(Stored data)
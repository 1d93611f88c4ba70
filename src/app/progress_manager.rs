//! Progress UI (spinner) for download runs.

use std::sync::Arc;
use std::sync::atomic::{AtomicBool, Ordering};
use std::time::Duration;

use hashfetch_core::{DownloadRecord, DownloadStatus, RecordStore};
use indicatif::{ProgressBar, ProgressStyle};

use super::report::activity;

/// Spawns the progress UI (spinner) when requested.
/// Returns (handle, stop) so the caller can signal stop and await the handle.
/// When `use_spinner` is false, returns (None, stop) with stop already true.
pub(crate) fn spawn_progress_ui(
    use_spinner: bool,
    store: RecordStore,
    total: Option<usize>,
) -> (Option<tokio::task::JoinHandle<()>>, Arc<AtomicBool>) {
    if !use_spinner {
        return (None, Arc::new(AtomicBool::new(true)));
    }
    let stop = Arc::new(AtomicBool::new(false));
    let handle = spawn_spinner_inner(store, total, Arc::clone(&stop));
    (Some(handle), stop)
}

fn spawn_spinner_inner(
    store: RecordStore,
    total: Option<usize>,
    stop: Arc<AtomicBool>,
) -> tokio::task::JoinHandle<()> {
    tokio::spawn(async move {
        let spinner = ProgressBar::new_spinner();
        spinner.set_style(
            ProgressStyle::with_template("{spinner} {msg}")
                .unwrap_or_else(|_| ProgressStyle::default_spinner()),
        );
        spinner.enable_steady_tick(Duration::from_millis(100));

        while !stop.load(Ordering::SeqCst) {
            let active = store
                .list_by_status(DownloadStatus::Downloading)
                .await
                .unwrap_or_default();
            let finished = finished_count(&store).await;
            spinner.set_message(spinner_message(&active, finished, total));
            tokio::time::sleep(Duration::from_millis(250)).await;
        }

        spinner.finish_and_clear();
    })
}

async fn finished_count(store: &RecordStore) -> usize {
    let mut finished = 0_i64;
    for status in [
        DownloadStatus::Available,
        DownloadStatus::Error,
        DownloadStatus::Delayed,
        DownloadStatus::Cancelled,
    ] {
        finished += store.count_by_status(status).await.unwrap_or(0);
    }
    usize::try_from(finished).unwrap_or(0)
}

fn spinner_message(active: &[DownloadRecord], finished: usize, total: Option<usize>) -> String {
    let position = match total {
        Some(total) => format!("[{}/{}] ", finished.min(total), total),
        None => String::new(),
    };

    let Some(current) = active.first() else {
        return format!("{position}Waiting for work...");
    };

    let label = current
        .title
        .clone()
        .unwrap_or_else(|| current.hash.chars().take(8).collect());
    let detail = activity(current).unwrap_or_else(|| "starting".to_string());
    let others = if active.len() > 1 {
        format!(" (+{} more)", active.len() - 1)
    } else {
        String::new()
    };

    format!(
        "{position}{label} {:.1}% {detail}{others}",
        current.progress
    )
}
//! Moving and copying finished artifacts into their directories.

use std::fs::File;
use std::io::{self, BufReader, Read};
use std::path::{Path, PathBuf};

use thiserror::Error;
use tracing::{debug, warn};

/// Linux `EXDEV`, reported when `rename` crosses filesystems.
const EXDEV: i32 = 18;

/// Whether the source survives placement.
#[derive(Debug, Clone, Copy, PartialEq, Eq)]
pub enum PlacementMode {
    Move,
    Copy,
}

/// Errors from placing a file.
#[derive(Debug, Error)]
pub enum PlacementError {
    #[error("source file not found: {path}")]
    MissingSource { path: PathBuf },

    #[error(
        "cannot create directory {path}: {source}\n  Suggestion: Check that the configured directory is writable"
    )]
    CreateDir {
        path: PathBuf,
        #[source]
        source: io::Error,
    },

    #[error("failed to move {from} to {to}: {source}")]
    Move {
        from: PathBuf,
        to: PathBuf,
        #[source]
        source: io::Error,
    },

    #[error("failed to copy {from} to {to}: {source}")]
    Copy {
        from: PathBuf,
        to: PathBuf,
        #[source]
        source: io::Error,
    },

    #[error("placed file {path} is missing or empty")]
    Validation { path: PathBuf },
}

/// Places `source` into `dir` keeping its file name.
///
/// # Errors
///
/// See [`place_file_with`].
pub fn place_file(
    source: &Path,
    dir: &Path,
    mode: PlacementMode,
    declared_size: Option<u64>,
) -> Result<PathBuf, PlacementError> {
    place_file_with(source, dir, mode, declared_size, |from, to| {
        std::fs::rename(from, to)
    })
}

/// Places `source` into `dir` using `rename` for the move fast path.
///
/// - A source already sitting at its target is left alone.
/// - A copy whose target already holds identical bytes is left alone.
/// - An existing file with the same name gets a timestamp suffix.
/// - A cross-device rename falls back to copy then delete.
/// - The placed file must exist and be non-empty; a declared-size mismatch is
///   only logged.
///
/// # Errors
///
/// Returns [`PlacementError`] when the source is missing, the directory cannot
/// be created, the move/copy fails, or the result is empty.
pub fn place_file_with<R>(
    source: &Path,
    dir: &Path,
    mode: PlacementMode,
    declared_size: Option<u64>,
    rename: R,
) -> Result<PathBuf, PlacementError>
where
    R: Fn(&Path, &Path) -> io::Result<()>,
{
    if !source.is_file() {
        return Err(PlacementError::MissingSource {
            path: source.to_path_buf(),
        });
    }

    std::fs::create_dir_all(dir).map_err(|e| PlacementError::CreateDir {
        path: dir.to_path_buf(),
        source: e,
    })?;

    let file_name = source
        .file_name()
        .map_or_else(|| "download.bin".into(), |n| n.to_string_lossy().into_owned());
    let natural = dir.join(&file_name);

    if same_file(source, &natural) {
        debug!(path = %natural.display(), "already in place");
        validate(&natural, declared_size)?;
        return Ok(natural);
    }

    if mode == PlacementMode::Copy && natural.is_file() && same_contents(source, &natural) {
        debug!(path = %natural.display(), "identical copy already present");
        validate(&natural, declared_size)?;
        return Ok(natural);
    }

    let target = if natural.exists() {
        timestamped_path(dir, &file_name)
    } else {
        natural
    };

    match mode {
        PlacementMode::Copy => copy(source, &target)?,
        PlacementMode::Move => match rename(source, &target) {
            Ok(()) => {}
            Err(error) if is_cross_device(&error) => {
                debug!(
                    from = %source.display(),
                    to = %target.display(),
                    "cross-device rename, copying instead"
                );
                copy(source, &target)?;
                std::fs::remove_file(source).map_err(|e| PlacementError::Move {
                    from: source.to_path_buf(),
                    to: target.clone(),
                    source: e,
                })?;
            }
            Err(error) => {
                return Err(PlacementError::Move {
                    from: source.to_path_buf(),
                    to: target,
                    source: error,
                });
            }
        },
    }

    validate(&target, declared_size)?;
    Ok(target)
}

fn copy(from: &Path, to: &Path) -> Result<(), PlacementError> {
    std::fs::copy(from, to)
        .map(|_| ())
        .map_err(|e| PlacementError::Copy {
            from: from.to_path_buf(),
            to: to.to_path_buf(),
            source: e,
        })
}

fn is_cross_device(error: &io::Error) -> bool {
    error.kind() == io::ErrorKind::CrossesDevices || error.raw_os_error() == Some(EXDEV)
}

fn same_file(a: &Path, b: &Path) -> bool {
    match (a.canonicalize(), b.canonicalize()) {
        (Ok(a), Ok(b)) => a == b,
        _ => false,
    }
}

/// Byte-for-byte comparison; any read error counts as different.
fn same_contents(a: &Path, b: &Path) -> bool {
    let sizes = (std::fs::metadata(a), std::fs::metadata(b));
    match sizes {
        (Ok(ma), Ok(mb)) if ma.len() == mb.len() => {}
        _ => return false,
    }
    let (Ok(fa), Ok(fb)) = (File::open(a), File::open(b)) else {
        return false;
    };
    let (mut ra, mut rb) = (BufReader::new(fa), BufReader::new(fb));
    let mut buf_a = [0u8; 8192];
    let mut buf_b = [0u8; 8192];
    loop {
        let Ok(n) = ra.read(&mut buf_a) else {
            return false;
        };
        if n == 0 {
            return true;
        }
        if rb.read_exact(&mut buf_b[..n]).is_err() || buf_a[..n] != buf_b[..n] {
            return false;
        }
    }
}

fn timestamped_path(dir: &Path, file_name: &str) -> PathBuf {
    let (stem, ext) = match file_name.rfind('.') {
        Some(pos) if pos > 0 => (&file_name[..pos], &file_name[pos..]),
        _ => (file_name, ""),
    };
    let stamp = chrono::Utc::now().format("%Y%m%d%H%M%S");
    let candidate = dir.join(format!("{stem}_{stamp}{ext}"));
    if !candidate.exists() {
        return candidate;
    }
    // Two placements within the same second.
    (1..)
        .map(|i| dir.join(format!("{stem}_{stamp}_{i}{ext}")))
        .find(|p| !p.exists())
        .unwrap_or(candidate)
}

fn validate(path: &Path, declared_size: Option<u64>) -> Result<(), PlacementError> {
    let size = std::fs::metadata(path).map(|m| m.len()).unwrap_or(0);
    if size == 0 {
        return Err(PlacementError::Validation {
            path: path.to_path_buf(),
        });
    }
    if let Some(declared) = declared_size.filter(|d| *d > 0 && *d != size) {
        warn!(
            path = %path.display(),
            declared,
            actual = size,
            "placed file size differs from declared size"
        );
    }
    Ok(())
}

Problem description: From the opening line of the data above through the line holding "stop already true.", give every line again exactly as it stands.

Written reply:
repository 1d93611f88c4ba70
filename src/app/progress_manager.rs
//! Progress UI (spinner) for download runs.

use std::sync::Arc;
use std::sync::atomic::{AtomicBool, Ordering};
use std::time::Duration;

use hashfetch_core::{DownloadRecord, DownloadStatus, RecordStore};
use indicatif::{ProgressBar, ProgressStyle};

use super::report::activity;

/// Spawns the progress UI (spinner) when requested.
/// Returns (handle, stop) so the caller can signal stop and await the handle.
/// When `use_spinner` is false, returns (None, stop) with stop already true.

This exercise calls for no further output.